ASSIGNMENT: Here is the task for the records below: repeat exactly the lines from the one with "lectern is initialized." to the one with "in human-readable form.", both included, and nothing else.

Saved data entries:
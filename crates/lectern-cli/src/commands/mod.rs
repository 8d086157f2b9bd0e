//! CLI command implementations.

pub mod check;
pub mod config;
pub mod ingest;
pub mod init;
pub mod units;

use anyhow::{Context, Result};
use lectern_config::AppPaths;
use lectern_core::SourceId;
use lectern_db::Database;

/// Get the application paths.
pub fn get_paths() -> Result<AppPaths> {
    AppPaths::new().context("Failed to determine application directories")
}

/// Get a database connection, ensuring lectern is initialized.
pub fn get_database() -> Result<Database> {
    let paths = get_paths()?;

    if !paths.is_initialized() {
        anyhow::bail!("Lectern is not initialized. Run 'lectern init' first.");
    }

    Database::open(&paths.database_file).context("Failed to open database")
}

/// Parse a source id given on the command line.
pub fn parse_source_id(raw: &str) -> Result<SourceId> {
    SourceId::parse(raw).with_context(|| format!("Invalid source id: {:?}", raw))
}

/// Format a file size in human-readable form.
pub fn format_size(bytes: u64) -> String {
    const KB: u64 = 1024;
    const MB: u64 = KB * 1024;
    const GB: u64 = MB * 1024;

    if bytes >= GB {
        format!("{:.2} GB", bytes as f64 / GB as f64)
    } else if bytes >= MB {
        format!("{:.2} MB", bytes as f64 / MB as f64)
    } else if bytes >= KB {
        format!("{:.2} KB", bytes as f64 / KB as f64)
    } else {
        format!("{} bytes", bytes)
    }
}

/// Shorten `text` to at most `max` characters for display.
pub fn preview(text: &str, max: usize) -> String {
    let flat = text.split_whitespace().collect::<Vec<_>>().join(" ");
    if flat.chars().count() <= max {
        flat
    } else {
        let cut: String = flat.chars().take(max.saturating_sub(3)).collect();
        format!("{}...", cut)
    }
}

--

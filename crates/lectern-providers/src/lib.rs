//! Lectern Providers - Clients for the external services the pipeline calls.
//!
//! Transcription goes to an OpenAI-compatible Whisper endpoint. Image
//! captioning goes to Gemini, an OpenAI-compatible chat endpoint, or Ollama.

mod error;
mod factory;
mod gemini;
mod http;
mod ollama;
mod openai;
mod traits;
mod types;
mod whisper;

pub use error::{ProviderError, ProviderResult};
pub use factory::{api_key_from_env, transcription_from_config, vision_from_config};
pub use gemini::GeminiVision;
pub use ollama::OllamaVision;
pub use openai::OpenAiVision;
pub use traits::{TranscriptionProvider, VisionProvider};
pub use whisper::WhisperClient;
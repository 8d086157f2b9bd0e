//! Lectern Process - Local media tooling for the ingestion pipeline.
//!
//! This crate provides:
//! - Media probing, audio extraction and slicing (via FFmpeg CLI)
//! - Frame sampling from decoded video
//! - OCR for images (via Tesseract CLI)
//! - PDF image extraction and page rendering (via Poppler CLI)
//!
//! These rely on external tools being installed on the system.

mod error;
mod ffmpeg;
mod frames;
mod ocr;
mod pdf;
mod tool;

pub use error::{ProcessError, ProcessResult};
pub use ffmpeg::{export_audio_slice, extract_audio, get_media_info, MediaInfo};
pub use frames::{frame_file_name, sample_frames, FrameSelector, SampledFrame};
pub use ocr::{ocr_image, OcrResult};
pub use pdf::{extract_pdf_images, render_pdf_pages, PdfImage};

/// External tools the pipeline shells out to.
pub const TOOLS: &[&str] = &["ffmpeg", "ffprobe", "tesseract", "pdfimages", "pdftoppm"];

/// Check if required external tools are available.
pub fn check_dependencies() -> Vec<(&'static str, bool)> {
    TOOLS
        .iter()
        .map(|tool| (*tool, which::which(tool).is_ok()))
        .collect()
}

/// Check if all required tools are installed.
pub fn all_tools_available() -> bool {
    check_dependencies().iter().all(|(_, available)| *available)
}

SOLUTION TO THE EXERCISE:
/// Get a database connection, ensuring lectern is initialized.
pub fn get_database() -> Result<Database> {
    let paths = get_paths()?;

    if !paths.is_initialized() {
        anyhow::bail!("Lectern is not initialized. Run 'lectern init' first.");
    }

    Database::open(&paths.database_file).context("Failed to open database")
}

/// Parse a source id given on the command line.
pub fn parse_source_id(raw: &str) -> Result<SourceId> {
    SourceId::parse(raw).with_context(|| format!("Invalid source id: {:?}", raw))
}

/// Format a file size in human-readable form.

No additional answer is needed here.